Trillo relocated back to Corvallis in 2021 to enroll at OSU, while also still serving in the Oregon National Guard and using her EMT and 68W medic speciality to work part-time at a medical clinic.

"As a first-generation student, I had a very limited mindset as to what kind of careers were out there," Trillo described. “Those obstacles were part of what motivated me to enlist and develop my own path. Being a member of the military presents opportunities for those with unique backgrounds like myself and the possibility of a better life.”

Majoring in political science also allowed Trillo to lean into her aspirations of working in public health policy to create a better healthcare experience for veterans. Trillo enjoyed how the political science degree allows students to take a wide variety of classes to satisfy their individual interests, including one of Trillo’s favorite classes, Terrorism in Global Security (PS 482), taught by Michael Trevathan. After graduating this spring, Trillo hopes to attend graduate school and pursue a master's degree in public health policy administration. 

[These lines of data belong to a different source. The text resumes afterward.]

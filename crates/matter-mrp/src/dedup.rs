//! Sliding-window message-counter deduplication (spec.md §4.C: "Deduplicate
//! by (peerCounter, peerNodeId)"). One `DedupWindow` is kept per peer
//! counter space — callers key a `DedupWindow` per `(session, peerNodeId)`
//! for unicast, or per `(groupId, source)` for group sessions.

/// Width of the trailing bitmask tracked behind `highest_seen`.
const WINDOW_BITS: u32 = 32;

#[derive(Debug, Clone)]
pub struct DedupWindow {
    highest_seen: Option<u32>,
    /// Bit `k` (0-indexed) set means `highest_seen - (k+1)` has been seen.
    seen_before_highest: u32,
}

impl Default for DedupWindow {
    fn default() -> Self {
        DedupWindow { highest_seen: None, seen_before_highest: 0 }
    }
}

impl DedupWindow {
    pub fn new() -> Self {
        Self::default()
    }

    /// Record `counter`, returning `true` if it is new (should be delivered
    /// to the handler) or `false` if it is a retransmit duplicate.
    pub fn observe(&mut self, counter: u32) -> bool {
        let Some(highest) = self.highest_seen else {
            self.highest_seen = Some(counter);
            return true;
        };

        if counter == highest {
            return false;
        }

        // Wrapping-aware "is counter ahead of highest" check: valid Matter
        // counters only ever move forward (mod 2^32), so a huge backward
        // jump is treated as a new high-water mark rather than ancient
        // history, matching reference MRP behavior across counter wrap.
        let forward_distance = counter.wrapping_sub(highest);
        let is_ahead = forward_distance != 0 && forward_distance < (1 << 31);

        if is_ahead {
            let shift = forward_distance;
            self.seen_before_highest = if shift >= WINDOW_BITS {
                0
            } else {
                (self.seen_before_highest << shift) | (1 << (shift - 1))
            };
            self.highest_seen = Some(counter);
            true
        } else {
            let behind = highest.wrapping_sub(counter);
            if behind == 0 || behind > WINDOW_BITS {
                // Out of tracked window: conservatively treat as new so a
                // legitimate very-late message is not silently eaten, the
                // peer's own retransmit cap bounds how stale this can be.
                return behind > WINDOW_BITS;
            }
            let bit = 1u32 << (behind - 1);
            let already_seen = self.seen_before_highest & bit != 0;
            self.seen_before_highest |= bit;
            !already_seen
        }
    }
}

#[cfg(test)]
mod tests {
    use super::*;

    #[test]
    fn first_counter_is_always_new() {
        let mut window = DedupWindow::new();
        assert!(window.observe(42));
    }

    #[test]
    fn exact_retransmit_is_deduplicated() {
        let mut window = DedupWindow::new();
        assert!(window.observe(10));
        assert!(!window.observe(10));
    }

    #[test]
    fn out_of_order_then_duplicate_is_caught() {
        let mut window = DedupWindow::new();
        assert!(window.observe(10));
        assert!(window.observe(12));
        assert!(window.observe(11), "11 arriving after 12 is new");
        assert!(!window.observe(11), "re-delivery of 11 is a duplicate");
        assert!(!window.observe(12));
    }

    #[test]
    fn strictly_ascending_stream_is_never_flagged_as_duplicate() {
        let mut window = DedupWindow::new();
        for counter in 1..200u32 {
            assert!(window.observe(counter), "counter {counter} should be new");
        }
    }
}
//! `PeerAddress` — the `(fabricIndex, nodeId)` tuple used to index sessions,
//! fabrics and subscriptions (spec.md §3).

use crate::ids::{FabricIndex, NodeId};
use serde::{Deserialize, Serialize};
use std::fmt;

#[derive(Debug, Clone, Copy, PartialEq, Eq, PartialOrd, Ord, Hash, Serialize, Deserialize)]
pub struct PeerAddress {
    pub fabric_index: FabricIndex,
    pub node_id: NodeId,
}

impl PeerAddress {
    pub fn new(fabric_index: FabricIndex, node_id: NodeId) -> Self {
        PeerAddress { fabric_index, node_id }
    }
}

/// Deterministic string form used for log correlation and map keys when a
/// `Hash` impl isn't convenient (e.g. across an FFI or HTTP boundary).
impl fmt::Display for PeerAddress {
    fn fmt(&self, f: &mut fmt::Formatter<'_>) -> fmt::Result {
        write!(f, "{}:{}", self.fabric_index, self.node_id)
    }
}

#[cfg(test)]
mod tests {
    use super::*;

    #[test]
    fn display_form_is_stable_and_distinct() {
        let a = PeerAddress::new(FabricIndex::new(1).unwrap(), NodeId(42));
        let b = PeerAddress::new(FabricIndex::new(2).unwrap(), NodeId(42));
        assert_eq!(a.to_string(), "1:42");
        assert_ne!(a.to_string(), b.to_string());
    }
}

Trillo is passionate about supporting  others in the military-connected community at OSU, which hovers around 1,200 students on the Corvallis campus alone. During her first year at OSU, she became vice president and then president of the Student Veterans Association on campus, a chapter of the national nonprofit organization Student Veterans of America (SVA). While president, Trillo advocated for policies that support the military-connected students with health and community resources, as well as professional development opportunities. Some of Trillo’s accomplishments included creating women’s, LGBTQ, and veterans of color support groups, in addition to getting a full-time mental health counselor focused on serving veterans and the military-connected students on campus. 

"For many student veterans, transitioning from active duty to university life can be very challenging.,” said Trillo. “For me, I was on nine and a half months of active duty and then three days later, I was back and sitting in a classroom. It’s a complete mental shift and what I was trying to accomplish while at SVA was to ensure that the resources and support were available to students at any point in their military-to-student journey.” 

SVA recognized Trillo’s impact at OSU by awarding her Student Veteran of the Year at their national conference in Nashville, TN. 

“I was truly shocked,” exclaimed Trillo. “This is the highest honor a student-veteran can receive and the other finalists accomplished amazing things at their respective universities.” 

With this honor, Trillo now has the attention of local, state, and federal policymakers to enact veteran-friendly laws that benefit the military-connected community on campus. She hopes to improve Oregon Senate Bill 253 for next year’s legislative session, which would expand tuition benefits available to disabled veterans at Oregon universities, as well as for OSU to adopt Veteran’s Promise, a deferred enrollment plan for Oregon high schoolers who have committed to serving after graduating high school.

As for now, Trillo is anxiously deliberating where to attend graduate school programs while continuing to serve part-time for the Oregon National Guard.